Space for self-reflection
Are you impulsive in your decision-making or you take time to rethink your choices?
Do you believe in the decisions you make or wait to seek other’s approval?
What is your priority choice in making certain important decisions, is it short-term gains or long-term benefit?
How often do you check for biases, assumptions or opinions that get in your way ?
Do you solely rely on information that confirms your beliefs or do you look for other perspectives?
Why do you think some of your decisions are bad – based on outcomes, expectations or experiences?

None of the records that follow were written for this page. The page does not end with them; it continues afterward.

// SPDX-FileCopyrightText: 2026 Hyperpolymath
// SPDX-License-Identifier: PMPL-1.0-or-later

//! Submission Gate Service
//!
//! HTTP gate in front of a community app directory. Validates,
//! rate-limits, and identity-verifies submissions before they reach
//! review/storage.
//!
//! ## Configuration
//!
//! Loaded from environment variables:
//!
//! - `BIND_ADDR`: server bind address (default: 0.0.0.0:8080)
//! - `ALLOWED_ORIGIN`: single CORS origin (default: http://localhost:5173)
//! - `OPENROUTER_API_KEY`: oracle credential; when absent, verification
//!   always fails closed and search runs in local keyword mode
//! - `SUBMISSION_MAX_REQUESTS`, `VERIFICATION_MAX_REQUESTS`,
//!   `API_MAX_REQUESTS`: per-class limit overrides

use axum::{
    http::{HeaderValue, Method},
    routing::{get, post},
    Router,
};
use std::net::SocketAddr;
use std::sync::Arc;
use std::time::Duration;
use tokio::net::TcpListener;
use tower_http::cors::CorsLayer;
use tower_http::trace::TraceLayer;
use tracing::{info, warn, Level};
use tracing_subscriber::{fmt, prelude::*, EnvFilter};

use submission_gate::{
    config::Config,
    handlers::{self, AppState},
    limiter::RateLimiter,
    oracle::{ChatOracle, OpenRouterOracle},
    search::SearchService,
    storage::{KvStore, MemoryStore},
    submission::SubmissionPipeline,
    validator::{UrlPolicy, UrlValidator},
    verifier::IdentityVerifier,
};

#[tokio::main]
async fn main() -> anyhow::Result<()> {
    tracing_subscriber::registry()
        .with(fmt::layer().json())
        .with(
            EnvFilter::builder()
                .with_default_directive(Level::INFO.into())
                .from_env_lossy(),
        )
        .init();

    let config = Config::from_env();
    info!(
        bind_addr = %config.bind_addr,
        allowed_origin = %config.allowed_origin,
        oracle_configured = config.oracle_api_key.is_some(),
        submission_limit = config.limits.submission.max_requests,
        "Starting submission gate"
    );

    let oracle: Option<Arc<dyn ChatOracle>> = match &config.oracle_api_key {
        Some(key) => Some(Arc::new(
            OpenRouterOracle::new(key)
                .with_site_url(&config.allowed_origin)
                .with_app_name("Vibe Hub"),
        )),
        None => {
            warn!("No oracle credential configured; verification will fail closed");
            None
        }
    };

    let memory_store = Arc::new(MemoryStore::new());
    let store: Arc<dyn KvStore> = memory_store.clone();

    let pipeline = SubmissionPipeline::new(
        UrlValidator::new(UrlPolicy::default()),
        RateLimiter::new(store.clone(), config.limits.submission, "submit"),
        RateLimiter::new(store.clone(), config.limits.verification, "verify"),
        IdentityVerifier::new(oracle.clone()),
        store.clone(),
    );

    let state = Arc::new(AppState {
        pipeline,
        api_limiter: RateLimiter::new(store.clone(), config.limits.api_general, "api"),
        submission_limiter: RateLimiter::new(store.clone(), config.limits.submission, "submit"),
        url_validator: UrlValidator::new(UrlPolicy::default()),
        search: SearchService::new(oracle),
        catalog: Vec::new(),
        config: config.clone(),
    });

    // Reclaim expired store entries periodically
    tokio::spawn(async move {
        let mut interval = tokio::time::interval(Duration::from_secs(60));
        loop {
            interval.tick().await;
            memory_store.sweep().await;
        }
    });

    let cors = CorsLayer::new()
        .allow_origin(config.allowed_origin.parse::<HeaderValue>()?)
        .allow_methods([Method::GET, Method::POST, Method::OPTIONS])
        .allow_headers([
            axum::http::header::CONTENT_TYPE,
            axum::http::header::AUTHORIZATION,
        ]);

    let app = Router::new()
        .route("/health", get(handlers::health))
        .route("/healthz", get(handlers::health))
        .route("/api/submit", post(handlers::submit))
        .route("/api/verify", post(handlers::verify))
        .route("/api/validate-url", post(handlers::validate_url))
        .route("/api/search", post(handlers::search))
        .route("/api/limits", get(handlers::limits))
        .layer(cors)
        .layer(TraceLayer::new_for_http())
        .with_state(state);

    let addr: SocketAddr = config.bind_addr.parse()?;
    let listener = TcpListener::bind(addr).await?;
    info!(addr = %addr, "Server listening");

    axum::serve(
        listener,
        app.into_make_service_with_connect_info::<SocketAddr>(),
    )
    .await?;

    Ok(())
}
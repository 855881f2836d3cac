// SPDX-FileCopyrightText: 2026 Hyperpolymath
// SPDX-License-Identifier: PMPL-1.0-or-later

//! Submission orchestration.
//!
//! Sequences the gate stages, short-circuiting on the first failure:
//! required fields, sanitization gates, source URL validation, both
//! rate-limit classes, then the costly identity verification, and
//! finally persistence of the pending record. Nothing is retried here;
//! a failed submission must be resubmitted whole.

use chrono::{DateTime, Utc};
use serde::{Deserialize, Serialize};
use std::sync::Arc;
use tracing::{debug, info};
use uuid::Uuid;

use crate::error::{GateError, Result};
use crate::limiter::RateLimiter;
use crate::sanitizer;
use crate::storage::KvStore;
use crate::validator::{usernames_match, UrlValidator};
use crate::verifier::{IdentityVerifier, Screenshot, VerificationResult};

/// Pending records are parked this long for review before expiring.
const SUBMISSION_TTL_SECS: u64 = 30 * 24 * 60 * 60;

/// Raw inbound submission. Every field is required; absence is a
/// validation error before any external call is made.
#[derive(Debug, Clone, Deserialize)]
pub struct SubmissionRequest {
    #[serde(default)]
    pub app_name: String,
    #[serde(default)]
    pub summary: String,
    #[serde(default)]
    pub tags: Vec<String>,
    #[serde(default)]
    pub creator: String,
    #[serde(default)]
    pub category: String,
    #[serde(default)]
    pub source_url: String,
    #[serde(default)]
    pub language: String,
    /// Base64-encoded screenshot bytes.
    #[serde(default)]
    pub screenshot: String,
    #[serde(default)]
    pub screenshot_type: String,
}

#[derive(Debug, Clone, Copy, PartialEq, Eq, Serialize, Deserialize)]
#[serde(rename_all = "lowercase")]
pub enum SubmissionStatus {
    Pending,
    Approved,
    Rejected,
}

/// Admitted record handed to the external review/storage lifecycle.
#[derive(Debug, Clone, Serialize, Deserialize)]
pub struct SubmissionRecord {
    pub id: String,
    pub app_name: String,
    pub summary: String,
    pub tags: Vec<String>,
    pub creator: String,
    pub category: String,
    pub source_url: String,
    pub language: String,
    pub verification: VerificationResult,
    pub status: SubmissionStatus,
    pub submitted_at: DateTime<Utc>,
    /// Hashed caller identifier, never a raw IP.
    pub submitter: String,
}

/// What an admitted caller gets back.
#[derive(Debug, Clone, Serialize)]
pub struct SubmissionReceipt {
    pub submission_id: String,
    pub verification: VerificationResult,
}

/// The submission gate pipeline.
pub struct SubmissionPipeline {
    url_validator: UrlValidator,
    submission_limiter: RateLimiter,
    verification_limiter: RateLimiter,
    verifier: IdentityVerifier,
    store: Arc<dyn KvStore>,
}

impl SubmissionPipeline {
    pub fn new(
        url_validator: UrlValidator,
        submission_limiter: RateLimiter,
        verification_limiter: RateLimiter,
        verifier: IdentityVerifier,
        store: Arc<dyn KvStore>,
    ) -> Self {
        Self {
            url_validator,
            submission_limiter,
            verification_limiter,
            verifier,
            store,
        }
    }

    /// Run the full gate for one submission. `identifier` is the
    /// already-hashed caller identity used for rate limiting.
    pub async fn submit(
        &self,
        request: SubmissionRequest,
        identifier: &str,
    ) -> Result<SubmissionReceipt> {
        check_required(&request)?;

        // Sanitize before anything external sees the fields
        let app_name = sanitizer::sanitize_app_name(&request.app_name);
        let summary = sanitizer::sanitize_summary(&request.summary);
        let creator = sanitizer::sanitize_creator(&request.creator);
        let tags = sanitizer::sanitize_tags(&request.tags);

        if app_name.is_empty() {
            return Err(GateError::MissingField("app_name"));
        }
        if creator.is_empty() {
            return Err(GateError::MissingField("creator"));
        }
        if tags.is_empty() {
            return Err(GateError::InvalidInput("At least one tag is required".to_string()));
        }
        if !sanitizer::valid_summary_word_count(&summary) {
            return Err(GateError::InvalidInput("Summary must be 10-20 words".to_string()));
        }
        if !sanitizer::valid_category(&request.category) {
            return Err(GateError::InvalidInput("Invalid category".to_string()));
        }
        if !sanitizer::valid_language(&request.language) {
            return Err(GateError::InvalidInput("Invalid language".to_string()));
        }

        let screenshot = decode_screenshot(&request.screenshot, &request.screenshot_type)?;

        let url_result = self.url_validator.validate(&request.source_url);
        if !url_result.valid {
            return Err(map_url_error(url_result.error.as_deref()));
        }

        // Cheap checks done; spend rate-limit budget before the oracle
        let decision = self.submission_limiter.check(identifier).await?;
        if !decision.allowed {
            return Err(GateError::RateLimitExceeded {
                retry_after_secs: decision.retry_after_secs.unwrap_or(0),
            });
        }

        let decision = self.verification_limiter.check(identifier).await?;
        if !decision.allowed {
            return Err(GateError::RateLimitExceeded {
                retry_after_secs: decision.retry_after_secs.unwrap_or(0),
            });
        }

        // The claimed handle is the one cited by the source link when
        // the platform exposes it, otherwise the creator field
        let claimed = url_result
            .username
            .clone()
            .unwrap_or_else(|| creator.clone());

        let verification = self
            .verifier
            .verify(&screenshot, &claimed, &request.source_url)
            .await;
        drop(screenshot); // image is consumed here, never persisted

        apply_verdict(&verification, &claimed)?;

        let record = SubmissionRecord {
            id: Uuid::new_v4().to_string(),
            app_name,
            summary,
            tags,
            creator,
            category: request.category,
            source_url: request.source_url,
            language: request.language,
            verification: verification.clone(),
            status: SubmissionStatus::Pending,
            submitted_at: Utc::now(),
            submitter: identifier.to_string(),
        };

        let json = serde_json::to_string(&record)
            .map_err(|e| GateError::Internal(e.to_string()))?;
        self.store
            .put(&format!("submission:{}", record.id), json, SUBMISSION_TTL_SECS)
            .await?;

        info!(
            submission_id = %record.id,
            confidence = verification.confidence,
            "Submission admitted as pending"
        );

        Ok(SubmissionReceipt {
            submission_id: record.id,
            verification,
        })
    }

    /// Verification-only entry point (the pre-submit probe the client
    /// UI uses). Consumes verification-class budget only.
    pub async fn verify_only(
        &self,
        screenshot: Screenshot,
        claimed_username: &str,
        source_url: &str,
        identifier: &str,
    ) -> Result<VerificationResult> {
        if !sanitizer::valid_image_type(&screenshot.content_type) {
            return Err(GateError::InvalidFileType(screenshot.content_type.clone()));
        }
        if !sanitizer::valid_image_size(screenshot.data.len()) {
            return Err(GateError::FileTooLarge {
                max_bytes: sanitizer::MAX_SCREENSHOT_BYTES,
            });
        }

        let url_result = self.url_validator.validate(source_url);
        if !url_result.valid {
            return Err(map_url_error(url_result.error.as_deref()));
        }

        let decision = self.verification_limiter.check(identifier).await?;
        if !decision.allowed {
            return Err(GateError::RateLimitExceeded {
                retry_after_secs: decision.retry_after_secs.unwrap_or(0),
            });
        }

        Ok(self
            .verifier
            .verify(&screenshot, claimed_username, source_url)
            .await)
    }
}

fn check_required(request: &SubmissionRequest) -> Result<()> {
    if request.app_name.trim().is_empty() {
        return Err(GateError::MissingField("app_name"));
    }
    if request.summary.trim().is_empty() {
        return Err(GateError::MissingField("summary"));
    }
    if request.creator.trim().is_empty() {
        return Err(GateError::MissingField("creator"));
    }
    if request.category.trim().is_empty() {
        return Err(GateError::MissingField("category"));
    }
    if request.source_url.trim().is_empty() {
        return Err(GateError::MissingField("source_url"));
    }
    if request.language.trim().is_empty() {
        return Err(GateError::MissingField("language"));
    }
    if request.screenshot.is_empty() {
        return Err(GateError::MissingField("screenshot"));
    }
    Ok(())
}

fn decode_screenshot(encoded: &str, content_type: &str) -> Result<Screenshot> {
    use base64::Engine;

    if !sanitizer::valid_image_type(content_type) {
        return Err(GateError::InvalidFileType(content_type.to_string()));
    }

    let data = base64::engine::general_purpose::STANDARD
        .decode(encoded.trim())
        .map_err(|_| GateError::UploadFailed("screenshot is not valid base64".to_string()))?;

    if !sanitizer::valid_image_size(data.len()) {
        return Err(GateError::FileTooLarge {
            max_bytes: sanitizer::MAX_SCREENSHOT_BYTES,
        });
    }

    Ok(Screenshot {
        content_type: content_type.to_string(),
        data,
    })
}

fn map_url_error(error: Option<&str>) -> GateError {
    match error {
        Some("URL contains suspicious patterns") => GateError::MaliciousUrl,
        Some(msg) if msg.starts_with("Domain") => GateError::DomainNotAllowed(msg.to_string()),
        _ => GateError::InvalidUrl,
    }
}

/// Verdict policy: the oracle's `verified` flag is advisory and can
/// only reject; admission additionally requires the pipeline's own
/// username comparison to pass.
fn apply_verdict(verification: &VerificationResult, claimed: &str) -> Result<()> {
    if !verification.verified {
        let reason = verification
            .reason
            .clone()
            .unwrap_or_else(|| "screenshot does not verify the claimed identity".to_string());
        debug!(reason = %reason, "Verification rejected by oracle");
        return Err(GateError::VerificationFailed(reason));
    }

    match &verification.extracted_username {
        None => Err(GateError::ScreenshotUnclear),
        Some(extracted) if !usernames_match(claimed, extracted) => {
            debug!(claimed = %claimed, extracted = %extracted, "Username mismatch");
            Err(GateError::UsernameMismatch)
        }
        Some(_) => Ok(()),
    }
}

Do you take time to reflect on what lead to some of your bad decisions?
Moving forward,
Our life is a sum total of decisions we make, from health to relationships to professional and personal improvement, they form an integral part of our overall well-being. We all make bad decisions sometimes and give into our impulses and biases. No one can always make perfect decisions that lead them to success. But one can always become aware of things that lead them to making bad decisions in order to make good ones in the future. Using the above ways, you can avoid making bad decisions and improve your opportunities to make better ones.
Making a wrong decision is understandable. Refusing to search continually for learning is not.